The modern \NewDocumentCommand
Modern LaTeX offers one more, more powerful way to define commands: **\NewDocumentCommand{\name}{⟨arg-spec⟩}{...}**. Originally a feature of the xparse package, it is **now part of the LaTeX kernel (ltcmd)** and available without \usepackage. Instead of writing a number of arguments, you declare an argument specification (arg-spec): a string of letters naming the kind of each argument.
| Specifier | Meaning | How it arrives in the body |
|---|---|---|
m | A mandatory argument | An ordinary #1 etc. |
o | An optional [...] argument | A “no-value” marker if absent |
O{default} | Optional, with a default | The default if absent |
s | An optional star * | Tested with \IfBooleanTF |
It is more powerful than \newcommand in two ways: it can take several optional arguments, and it handles true starred variants properly. The example below branches on the star with \IfBooleanTF (here #1 is the star, #2 the mandatory argument). For new code, this modern interface is the recommended choice; the “xparse” page covers it in depth.
\NewDocumentCommand{\diff}{s m}{%
\IfBooleanTF{#1}%
{\frac{\mathrm{d}}{\mathrm{d}#2}}% 星つき: d/dx 形
{\mathrm{d}#2}% 星なし: dx 形
}
$\diff{x}$ % → dx
$\diff*{x}$ % → d/dxGood macro practice
Macros shine brightest as semantic macros. Naming things by what they are — the reals as \newcommand{\R}{\mathbb{R}}, the differential d as \newcommand{\dd}{\mathrm{d}} — keeps notation consistent across the whole document, and if you later want to change the look, editing one line of the definition updates every occurrence.
\newcommand{\R}{\mathbb{R}}
\newcommand{\dd}{\mathrm{d}}
% 統一された表記で書ける / write with consistent notation
$\int_{\R} f(x)\,\dd x$That said, too many macros hurt readability. An extreme abbreviation like \newcommand{\x}{\xi} can become a cipher to your future self or a co-author months later. Reserve macros for what is repeated often, likely to change in bulk, or worth naming by meaning — for the rest, writing it out plainly is often more readable in the end.
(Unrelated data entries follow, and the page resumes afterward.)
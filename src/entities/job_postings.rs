use crate::filter::SortDirection;
use crate::schema::{CaseRule, EntitySchema, FieldDef, SchemaError};
use crate::scope::{Role, ScopeClaim, ScopeRule};

/// Recruitment postings, owned by the organization that publishes them.
/// Applicants browse every posting of the job board (tenant) they signed up
/// on.
///
/// - limit: default 25, max 100
/// - `title` matches case-sensitively, `location` case-insensitively
pub fn schema() -> Result<EntitySchema, SchemaError> {
    EntitySchema::builder("job_postings")
        .field(FieldDef::id("id"))
        .field(FieldDef::id("tenant_id"))
        .field(FieldDef::id("organization_id"))
        .field(FieldDef::id("posted_by"))
        .field(FieldDef::text("title", CaseRule::Sensitive).sortable())
        .field(FieldDef::text("location", CaseRule::Insensitive).sortable().nullable())
        .field(FieldDef::enumeration("state", &["draft", "open", "closed", "archived"]))
        .field(FieldDef::enumeration(
            "employment_type",
            &["full_time", "part_time", "contract", "internship"],
        ))
        .field(FieldDef::integer("salary_min").sortable().nullable())
        .field(FieldDef::integer("salary_max").sortable().nullable())
        .field(FieldDef::flag("remote"))
        .field(FieldDef::timestamp("published_at").sortable().nullable())
        .field(FieldDef::timestamp("created_at").sortable())
        .tenant_scope("tenant_id")
        .organization_scope("organization_id")
        .owner_scope("posted_by")
        .default_sort("created_at", SortDirection::Desc)
        .limits(25, 100)
        .override_role(Role::Applicant, ScopeRule::Scoped(vec![ScopeClaim::Tenant]))
        .build()
}
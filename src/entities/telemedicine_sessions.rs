use crate::filter::SortDirection;
use crate::schema::{CaseRule, EntitySchema, FieldDef, SchemaError};

/// Video consultations. Clinics are organizations; the patient owns the
/// session. Clinical notes stay internal to the summary.
///
/// - limit: default 10, max 50
/// - `topic` matches case-sensitively
pub fn schema() -> Result<EntitySchema, SchemaError> {
    EntitySchema::builder("telemedicine_sessions")
        .field(FieldDef::id("id"))
        .field(FieldDef::id("tenant_id"))
        .field(FieldDef::id("organization_id"))
        .field(FieldDef::id("patient_id"))
        .field(FieldDef::id("provider_id"))
        .field(FieldDef::text("topic", CaseRule::Sensitive))
        .field(FieldDef::enumeration(
            "status",
            &["scheduled", "in_progress", "completed", "cancelled", "no_show"],
        ))
        .field(FieldDef::timestamp("scheduled_at").sortable())
        .field(FieldDef::timestamp("ended_at").sortable().nullable())
        .field(FieldDef::integer("duration_minutes").sortable().nullable())
        .field(FieldDef::keyword("room_code").internal())
        .field(FieldDef::text("clinical_notes", CaseRule::Insensitive).internal().unfiltered())
        .field(FieldDef::timestamp("created_at").sortable())
        .tenant_scope("tenant_id")
        .organization_scope("organization_id")
        .owner_scope("patient_id")
        .default_sort("scheduled_at", SortDirection::Desc)
        .tiebreakers(&["created_at", "id"])
        .limits(10, 50)
        .build()
}
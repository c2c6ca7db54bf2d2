use std::cmp::Ordering;
use std::collections::HashMap;

use async_trait::async_trait;
use chrono::{DateTime, Utc};
use serde_json::Value;
use tokio::sync::RwLock;
use uuid::Uuid;

use super::{Row, Store, StoreError};
use crate::filter::{PageWindow, PredicateNode, ResolvedSort, Scalar, SortDirection};
use crate::schema::{EntitySchema, FieldKind};

/// In-process store with the same predicate and ordering semantics as
/// `PgStore`. Used for tests and for running the server from fixtures.
#[derive(Debug, Default)]
pub struct MemoryStore {
    tables: RwLock<HashMap<String, Vec<Row>>>,
}

impl MemoryStore {
    pub fn new() -> Self {
        Self::default()
    }

    pub fn from_tables(tables: HashMap<String, Vec<Row>>) -> Self {
        Self { tables: RwLock::new(tables) }
    }

    pub async fn insert(&self, table: &str, row: Row) {
        self.tables.write().await.entry(table.to_string()).or_default().push(row);
    }

    pub async fn insert_many(&self, table: &str, rows: impl IntoIterator<Item = Row>) {
        let mut tables = self.tables.write().await;
        tables.entry(table.to_string()).or_default().extend(rows);
    }

    pub async fn len(&self, table: &str) -> usize {
        self.tables.read().await.get(table).map_or(0, Vec::len)
    }

    pub async fn is_empty(&self) -> bool {
        self.tables.read().await.values().all(Vec::is_empty)
    }

    fn matching<'a>(schema: &EntitySchema, predicate: &PredicateNode, rows: &'a [Row]) -> Vec<&'a Row> {
        rows.iter().filter(|row| satisfies(schema, predicate, row)).collect()
    }
}

#[async_trait]
impl Store for MemoryStore {
    fn name(&self) -> &'static str {
        "memory"
    }

    async fn count(&self, schema: &EntitySchema, predicate: &PredicateNode) -> Result<u64, StoreError> {
        let tables = self.tables.read().await;
        let rows = tables.get(&schema.table).map(Vec::as_slice).unwrap_or_default();
        Ok(Self::matching(schema, predicate, rows).len() as u64)
    }

    async fn fetch(
        &self,
        schema: &EntitySchema,
        predicate: &PredicateNode,
        sort: &ResolvedSort,
        window: PageWindow,
    ) -> Result<Vec<Row>, StoreError> {
        let tables = self.tables.read().await;
        let rows = tables.get(&schema.table).map(Vec::as_slice).unwrap_or_default();

        let mut hits = Self::matching(schema, predicate, rows);
        hits.sort_by(|a, b| compare_rows(schema, sort, a, b));

        let offset = usize::try_from(window.offset).unwrap_or(usize::MAX);
        let limit = usize::try_from(window.limit).unwrap_or(usize::MAX);
        Ok(hits.into_iter().skip(offset).take(limit).cloned().collect())
    }
}

fn satisfies(schema: &EntitySchema, node: &PredicateNode, row: &Row) -> bool {
    match node {
        PredicateNode::And(children) => children.iter().all(|c| satisfies(schema, c, row)),
        PredicateNode::Equals { field, value } => {
            let stored = stored_scalar(schema, row, field);
            if value.is_null() {
                return stored.is_null();
            }
            compare(&stored, value) == Some(Ordering::Equal)
        }
        PredicateNode::Contains { field, needle, case_insensitive } => match row.get(field) {
            Some(Value::String(text)) => {
                if *case_insensitive {
                    text.to_lowercase().contains(&needle.to_lowercase())
                } else {
                    text.contains(needle.as_str())
                }
            }
            _ => false,
        },
        PredicateNode::Range { field, lower, upper } => {
            let stored = stored_scalar(schema, row, field);
            if stored.is_null() {
                return false;
            }
            let above = lower
                .as_ref()
                .map_or(true, |l| matches!(compare(&stored, l), Some(Ordering::Greater | Ordering::Equal)));
            let below = upper
                .as_ref()
                .map_or(true, |u| matches!(compare(&stored, u), Some(Ordering::Less | Ordering::Equal)));
            above && below
        }
        PredicateNode::In { field, values } => {
            let stored = stored_scalar(schema, row, field);
            values.iter().any(|v| compare(&stored, v) == Some(Ordering::Equal))
        }
    }
}

fn compare_rows(schema: &EntitySchema, sort: &ResolvedSort, a: &Row, b: &Row) -> Ordering {
    for key in &sort.keys {
        let left = stored_scalar(schema, a, &key.field);
        let right = stored_scalar(schema, b, &key.field);
        // Nulls last in both directions
        let ordering = match (left.is_null(), right.is_null()) {
            (true, true) => Ordering::Equal,
            (true, false) => Ordering::Greater,
            (false, true) => Ordering::Less,
            (false, false) => {
                let ord = compare(&left, &right).unwrap_or(Ordering::Equal);
                match key.direction {
                    SortDirection::Asc => ord,
                    SortDirection::Desc => ord.reverse(),
                }
            }
        };
        if ordering != Ordering::Equal {
            return ordering;
        }
    }
    Ordering::Equal
}

/// Read a row value as the scalar type its field declares. Values that do not
/// fit the declared kind compare as text so they never match typed filters.
fn stored_scalar(schema: &EntitySchema, row: &Row, field: &str) -> Scalar {
    let value = match row.get(field) {
        None | Some(Value::Null) => return Scalar::Null,
        Some(value) => value,
    };

    match (schema.kind_of(field), value) {
        (Some(FieldKind::Id), Value::String(s)) => {
            Uuid::parse_str(s).map(Scalar::Uuid).unwrap_or_else(|_| Scalar::Text(s.clone()))
        }
        (Some(FieldKind::Timestamp), Value::String(s)) => DateTime::parse_from_rfc3339(s)
            .map(|ts| Scalar::Timestamp(ts.with_timezone(&Utc)))
            .unwrap_or_else(|_| Scalar::Text(s.clone())),
        (Some(FieldKind::Float), Value::Number(n)) => n.as_f64().map(Scalar::Float).unwrap_or(Scalar::Null),
        (_, Value::Number(n)) => match n.as_i64() {
            Some(i) => Scalar::Integer(i),
            None => n.as_f64().map(Scalar::Float).unwrap_or(Scalar::Null),
        },
        (_, Value::Bool(b)) => Scalar::Bool(*b),
        (_, Value::String(s)) => Scalar::Text(s.clone()),
        (_, other) => Scalar::Text(other.to_string()),
    }
}

fn compare(a: &Scalar, b: &Scalar) -> Option<Ordering> {
    match (a, b) {
        (Scalar::Text(x), Scalar::Text(y)) => Some(x.cmp(y)),
        (Scalar::Integer(x), Scalar::Integer(y)) => Some(x.cmp(y)),
        (Scalar::Float(x), Scalar::Float(y)) => x.partial_cmp(y),
        (Scalar::Integer(x), Scalar::Float(y)) => (*x as f64).partial_cmp(y),
        (Scalar::Float(x), Scalar::Integer(y)) => x.partial_cmp(&(*y as f64)),
        (Scalar::Bool(x), Scalar::Bool(y)) => Some(x.cmp(y)),
        (Scalar::Uuid(x), Scalar::Uuid(y)) => Some(x.cmp(y)),
        (Scalar::Timestamp(x), Scalar::Timestamp(y)) => Some(x.cmp(y)),
        _ => None,
    }
}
Finally, avoid name clashes. **Do not lightly overwrite kernel or package commands with \renewcommand — the side effects can surprise you. For your own commands, avoid names that are too short, and prefer a project-specific prefix** (\myR, \bookTitle); that keeps them clear of existing commands and other packages. When in doubt, define with \newcommand first — an already defined error tells you the name is taken.